The 3,700-square-foot gallery area will accommodate up to 200 guests.
State of the art technology includes two 80-inch LCD panels for digital art, two projectors with 100-inch retractable screens and 16 ceiling speakers. Art will be displayed with an AS Hanging System, which uses cables and hooks to hang traditionally framed and non-traditional works.
In addition to Hunt, who appointed Faulkner to lead reforms in several state offices while he was governor, ceremony speakers will include ECU administrators Marilyn Sheerer, provost, and Austin Bunch; Janice S. Lewis, interim dean of Joyner Library; and Michael Priddy.
The Joyner Library Advancement Council selected the Janice Hardison Faulkner Gallery as its flagship project in fall 2012. Chartered in 2010, the council provides advocacy, consultation and opportunity for involvement with library initiatives.
Council members, then chaired by Harry W. Stubbs IV and vice chair Michael D. Priddy, launched a campaign that raised in excess of $130,000. More than 125 donors rallied behind the cause.
“I don’t know what it is about my life experience that attracts people to celebration of it, but I sure am glad,” Faulkner said in an August 2012 interview about the project in The Daily Reflector.
“The opportunity to name the gallery in honor of Janice Hardison Faulkner was especially important to me,” said Priddy, former Pitt County School superintendent and current council chair.

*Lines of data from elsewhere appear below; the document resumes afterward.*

//! Monitor endpoint queries.

use reqwest::Url;

use crate::bus::safe_topic_fragment;

use super::client::WienConfig;
use super::error::WienError;

/// One request against the monitor endpoint.
#[derive(Debug, Clone, PartialEq, Eq)]
pub struct WienQuery {
    /// Topic-safe identity of the queried source: the stop id, or
    /// `diva_<id>` for a DIVA query.
    pub source_id: String,
    pub url: Url,
}

/// One query per configured stop id, then one per DIVA id.
///
/// Every query carries the configured `activateTrafficInfo` values and the
/// `sender`.
pub fn build_queries(config: &WienConfig) -> Result<Vec<WienQuery>, WienError> {
    let stops = config
        .stop_ids
        .iter()
        .map(|id| ("stopId", id.as_str(), safe_topic_fragment(id)));
    let divas = config
        .diva_ids
        .iter()
        .map(|id| ("diva", id.as_str(), safe_topic_fragment(&format!("diva_{id}"))));

    stops
        .chain(divas)
        .map(|(key, id, source_id)| -> Result<WienQuery, WienError> {
            let mut params: Vec<(&str, &str)> = vec![(key, id)];
            params.extend(
                config
                    .activate_info
                    .iter()
                    .map(|info| ("activateTrafficInfo", info.as_str())),
            );
            params.push(("sender", config.sender.as_str()));

            let url = Url::parse_with_params(&config.base_url, &params).map_err(|e| {
                WienError::InvalidUrl {
                    url: config.base_url.clone(),
                    message: e.to_string(),
                }
            })?;

            Ok(WienQuery { source_id, url })
        })
        .collect()
}
//! Rule matching against monitors and lines.

use crate::domain::{Line, Stop};

use super::spec::{LineRule, PlatformFilter, Rule};

/// Outcome of running a rule's line filters over one line.
#[derive(Debug, Clone, Copy, PartialEq, Eq)]
pub enum LineSelection<'a> {
    /// No line rule matched.
    Rejected,
    /// Accepted, with the display title of the matching line rule (if any).
    Accepted { title: Option<&'a str> },
}

/// Whether `line` satisfies a single line rule.
///
/// Absent constraints are always satisfied. A name constraint compares
/// trimmed values exactly; a destination pattern is searched
/// case-insensitively in the trimmed destination. Invalid patterns match
/// nothing.
pub fn line_matches(line: &Line, rule: &LineRule) -> bool {
    if let Some(want) = rule.name.as_deref().map(str::trim)
        && !want.is_empty()
        && line.name_trimmed() != want
    {
        return false;
    }

    if let Some(pattern) = &rule.towards
        && !pattern.is_blank()
        && !pattern.is_match(line.towards_trimmed())
    {
        return false;
    }

    true
}

impl Rule {
    /// Stop-level filter: stop title and (if declared) platform.
    pub fn matches_stop(&self, stop: &Stop) -> bool {
        if let Some(want) = self.stop_filter()
            && want != stop.title_trimmed()
        {
            return false;
        }

        match &self.platform {
            PlatformFilter::Any => true,
            PlatformFilter::Exactly(want) => want.as_deref() == stop.platform(),
        }
    }

    /// Run the line filters in declared order; the first match wins.
    ///
    /// A rule without line filters accepts every line with no title override.
    pub fn select_line(&self, line: &Line) -> LineSelection<'_> {
        if self.lines.is_empty() {
            return LineSelection::Accepted { title: None };
        }

        self.lines
            .iter()
            .find(|lr| line_matches(line, lr))
            .map(|lr| LineSelection::Accepted {
                title: lr.title.as_deref().map(str::trim).filter(|t| !t.is_empty()),
            })
            .unwrap_or(LineSelection::Rejected)
    }
}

“I am thankful that many felt called to be a part of this endeavor. I am also pleased that we can not only honor Janice, but also recognize everyone who made this project come to life. Their names are immortalized, and they’ll warm Janice’s heart each time she sees or hears their names.”

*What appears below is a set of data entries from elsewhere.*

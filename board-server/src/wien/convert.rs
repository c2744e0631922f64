//! Conversion from monitor DTOs to domain monitors.

use serde_json::{Value, json};

use crate::domain::{Countdown, Departure, Line, Monitor, Stop};

use super::types::{DepartureDto, LineDto, MonitorDto, MonitorResponse, StopProperties};

/// Convert a monitor response into domain monitors.
///
/// At most `max_departures_per_line` departures are kept per line, counted
/// before invalid entries are dropped; `0` keeps all of them. Traffic info
/// is response-wide and attached to every monitor.
pub fn convert_response(response: &MonitorResponse, max_departures_per_line: usize) -> Vec<Monitor> {
    let Some(data) = &response.data else {
        return Vec::new();
    };

    let traffic_infos = first_present([&data.traffic_infos, &data.traffic_info]).unwrap_or_else(|| json!({}));
    let categories = first_present([&data.traffic_info_categories]).unwrap_or_else(|| json!([]));

    data.monitors
        .iter()
        .flatten()
        .map(|monitor| Monitor {
            stop: convert_stop(monitor),
            lines: monitor
                .lines
                .iter()
                .flatten()
                .map(|line| convert_line(line, max_departures_per_line))
                .collect(),
            traffic_info_categories: categories.clone(),
            traffic_infos: traffic_infos.clone(),
        })
        .collect()
}

/// First value that is neither null nor an empty container or string.
fn first_present<const N: usize>(candidates: [&Option<Value>; N]) -> Option<Value> {
    candidates.into_iter().flatten().find(|v| !is_blank(v)).cloned()
}

fn is_blank(value: &Value) -> bool {
    match value {
        Value::Null => true,
        Value::Bool(b) => !b,
        Value::String(s) => s.is_empty(),
        Value::Array(a) => a.is_empty(),
        Value::Object(o) => o.is_empty(),
        Value::Number(_) => false,
    }
}

fn convert_stop(monitor: &MonitorDto) -> Stop {
    let Some(props) = monitor.location_stop.as_ref().and_then(|l| l.properties.as_ref()) else {
        return Stop::default();
    };

    Stop {
        title: props.title.clone(),
        municipality: props.municipality.clone(),
        platform: platform_of(props),
        rbl: props
            .attributes
            .as_ref()
            .and_then(|a| a.rbl.as_ref())
            .and_then(rbl_number),
    }
}

fn platform_of(props: &StopProperties) -> Option<String> {
    [&props.platform, &props.gate]
        .into_iter()
        .flatten()
        .find(|p| !p.is_empty())
        .cloned()
}

fn rbl_number(value: &Value) -> Option<i64> {
    match value {
        Value::Number(n) => n.as_i64(),
        Value::String(s) => s.trim().parse().ok(),
        _ => None,
    }
}

fn convert_line(line: &LineDto, max_departures: usize) -> Line {
    let raw = line
        .departures
        .as_ref()
        .and_then(|d| d.departure.as_deref())
        .unwrap_or_default();
    let take = if max_departures == 0 { raw.len() } else { max_departures };

    Line {
        name: line.name.clone(),
        towards: line.towards.clone(),
        kind: line.kind.clone(),
        departures: raw.iter().take(take).map(convert_departure).collect(),
    }
}

fn convert_departure(departure: &DepartureDto) -> Departure {
    let Some(time) = &departure.departure_time else {
        return Departure::default();
    };

    Departure {
        countdown: time.countdown.as_ref().and_then(Countdown::from_json),
        time_planned: time.time_planned.clone(),
        time_real: time.time_real.clone(),
    }
}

Funding was also provided by ECU’s Division of Academic Affairs, Joyner Library and the Fred Timms Langford and Verona Lee Joyner Langford Endowment.

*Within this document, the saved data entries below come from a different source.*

//! In-process bus.

use std::collections::{BTreeMap, VecDeque};
use std::sync::atomic::{AtomicU64, Ordering};
use std::sync::{PoisonError, RwLock};

use tokio::sync::broadcast;
use tracing::{debug, trace};

use super::error::BusError;
use super::message::BusMessage;
use super::topic::{TopicFilter, validate_topic};
use super::{BusPublisher, DEFAULT_CHANNEL_CAPACITY};

/// Bus backed by `tokio::sync::broadcast`.
///
/// Subscribers that fall behind lose their oldest messages; publishers are
/// never slowed down. The last retained message per topic is replayed to
/// each new subscription whose filter matches it.
pub struct InMemoryBus {
    sender: broadcast::Sender<BusMessage>,
    retained: RwLock<BTreeMap<String, BusMessage>>,
    published: AtomicU64,
}

impl InMemoryBus {
    pub fn new() -> Self {
        Self::with_capacity(DEFAULT_CHANNEL_CAPACITY)
    }

    pub fn with_capacity(capacity: usize) -> Self {
        let (sender, _) = broadcast::channel(capacity.max(1));
        Self {
            sender,
            retained: RwLock::new(BTreeMap::new()),
            published: AtomicU64::new(0),
        }
    }

    /// Subscribe to topics matching `filter`.
    ///
    /// Matching retained messages are delivered first, in topic order.
    pub fn subscribe(&self, filter: TopicFilter) -> BusSubscription {
        // Attach before reading the retained set so nothing published in
        // between is missed; at worst a message arrives twice.
        let receiver = self.sender.subscribe();
        let backlog: VecDeque<BusMessage> = self
            .retained
            .read()
            .unwrap_or_else(PoisonError::into_inner)
            .values()
            .filter(|m| filter.matches(&m.topic))
            .cloned()
            .collect();

        debug!(filter = %filter, retained = backlog.len(), "bus subscription created");

        BusSubscription {
            receiver,
            filter,
            backlog,
        }
    }

    /// Last retained message on `topic`.
    pub fn retained(&self, topic: &str) -> Option<BusMessage> {
        self.retained
            .read()
            .unwrap_or_else(PoisonError::into_inner)
            .get(topic)
            .cloned()
    }

    /// Messages accepted since creation.
    pub fn published(&self) -> u64 {
        self.published.load(Ordering::Relaxed)
    }

    pub fn subscriber_count(&self) -> usize {
        self.sender.receiver_count()
    }
}

impl Default for InMemoryBus {
    fn default() -> Self {
        Self::new()
    }
}

impl BusPublisher for InMemoryBus {
    fn publish(&self, message: BusMessage) -> Result<(), BusError> {
        validate_topic(&message.topic)?;

        if message.retain {
            let mut retained = self.retained.write().unwrap_or_else(PoisonError::into_inner);
            // An empty retained payload clears the topic.
            if message.payload.is_empty() {
                retained.remove(&message.topic);
            } else {
                retained.insert(message.topic.clone(), message.clone());
            }
        }

        self.published.fetch_add(1, Ordering::Relaxed);
        let topic = message.topic.clone();
        let receivers = self.sender.send(message).unwrap_or(0);
        trace!(topic = %topic, receivers, "bus message published");
        Ok(())
    }
}

/// A filtered view of the bus.
pub struct BusSubscription {
    receiver: broadcast::Receiver<BusMessage>,
    filter: TopicFilter,
    backlog: VecDeque<BusMessage>,
}

impl BusSubscription {
    /// Next matching message, or `None` once the bus is gone.
    pub async fn recv(&mut self) -> Option<BusMessage> {
        if let Some(message) = self.backlog.pop_front() {
            return Some(message);
        }

        loop {
            match self.receiver.recv().await {
                Ok(message) if self.filter.matches(&message.topic) => return Some(message),
                Ok(_) => {}
                Err(broadcast::error::RecvError::Lagged(skipped)) => {
                    debug!(filter = %self.filter, skipped, "bus subscriber lagged");
                }
                Err(broadcast::error::RecvError::Closed) => return None,
            }
        }
    }

    pub fn filter(&self) -> &TopicFilter {
        &self.filter
    }
}

#[cfg(test)]
mod tests {
    use super::*;

    fn filter(f: &str) -> TopicFilter {
        TopicFilter::new(f).unwrap()
    }

    #[tokio::test]
    async fn delivers_matching_messages_only() {
        let bus = InMemoryBus::new();
        let mut sub = bus.subscribe(filter("wien/abfahrten/+"));

        bus.publish(BusMessage::new("wien/abfahrten/boards/x/state", "3")).unwrap();
        bus.publish(BusMessage::new("wien/abfahrten/4205", "{}")).unwrap();

        let msg = sub.recv().await.unwrap();
        assert_eq!(msg.topic, "wien/abfahrten/4205");
        assert_eq!(bus.published(), 2);
    }

    #[tokio::test]
    async fn replays_retained_to_late_subscribers() {
        let bus = InMemoryBus::new();
        bus.publish(BusMessage::new("a/1", "first").retained(true)).unwrap();
        bus.publish(BusMessage::new("a/1", "second").retained(true)).unwrap();
        bus.publish(BusMessage::new("a/2", "volatile")).unwrap();

        let mut sub = bus.subscribe(filter("a/+"));
        let msg = sub.recv().await.unwrap();
        assert_eq!(msg.payload, "second");

        assert_eq!(bus.retained("a/1").unwrap().payload, "second");
        assert!(bus.retained("a/2").is_none());
    }

    #[tokio::test]
    async fn empty_retained_payload_clears_topic() {
        let bus = InMemoryBus::new();
        bus.publish(BusMessage::new("a", "x").retained(true)).unwrap();
        bus.publish(BusMessage::new("a", "").retained(true)).unwrap();
        assert!(bus.retained("a").is_none());
    }

    #[test]
    fn rejects_wildcard_topics() {
        let bus = InMemoryBus::new();
        assert!(matches!(
            bus.publish(BusMessage::new("a/+", "x")),
            Err(BusError::InvalidTopic { .. })
        ));
    }

    #[tokio::test]
    async fn subscription_ends_when_bus_dropped() {
        let bus = InMemoryBus::new();
        let mut sub = bus.subscribe(TopicFilter::all());
        drop(bus);
        assert!(sub.recv().await.is_none());
    }

    #[tokio::test]
    async fn lagging_subscriber_skips_to_newest() {
        let bus = InMemoryBus::with_capacity(2);
        let mut sub = bus.subscribe(TopicFilter::all());

        for i in 0..5 {
            bus.publish(BusMessage::new("t", i.to_string())).unwrap();
        }

        assert_eq!(sub.recv().await.unwrap().payload, "3");
        assert_eq!(sub.recv().await.unwrap().payload, "4");
    }
}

“It is a unique and inviting venue for lectures, programs, conferences and receptions. It is a space for experimentation with the new forms of displaying art using the technologies embedded in the gallery. It is a place where students can study, relax and learn. It is a tangible recognition of the life-long contributions Janice Hardison Faulkner has made to East Carolina University and the state of North Carolina,” said Lewis.
When not in use for planned events, the space will be furnished with comfortable seating for student study. The gallery includes a green room that doubles as a place for large group study and collaboration when not reserved for presentations.
In an interview with ECU News Services published in December 2012, Faulkner said of the project: “One of the first things we do when we’re separated from home as college students is to build a little nest, a place that is familiar and comfortable, and meets the requirements you’re looking for like a quiet place to study or a place to put your feet up while you read. So it (the gallery) has an ambiance that is missing from the strictly academic structures (on campus).”
At the entrance of the gallery, a tribute case honors Faulkner. The items on display represent important moments in her outstanding career. She earned both her bachelor’s and master’s degrees in English from then East Carolina College. In 1998, Faulkner received an honorary doctorate from ECU.
Among her many accolades, Faulkner was recognized by ECU in 1993 with its Outstanding Alumni Award and in 2007 as one of ECU’s 100 Incredible Women by the ECU Women’s Roundtable. She received the Jarvis Medal in 2009, East Carolina’s highest honor, and in 2012 received the State of North Carolina Award, the highest civilian award given by the state.
“Janice Hardison Faulkner breathed life into the people of our state through her teaching, her leadership and especially her friendship. Being in her presence creates excitement, not quite knowing what wisdom or admonition she might offer at any moment,” said Priddy.
“This gallery is just like her, a place for the sharing of thought, insight and inspiration,” he added. “For me, that is a library: a place where those things permeate the souls of all who enter. Being able to recognize her life and contributions and breathing energy into a gathering space came together naturally for the council and her lifelong friends and supporters.”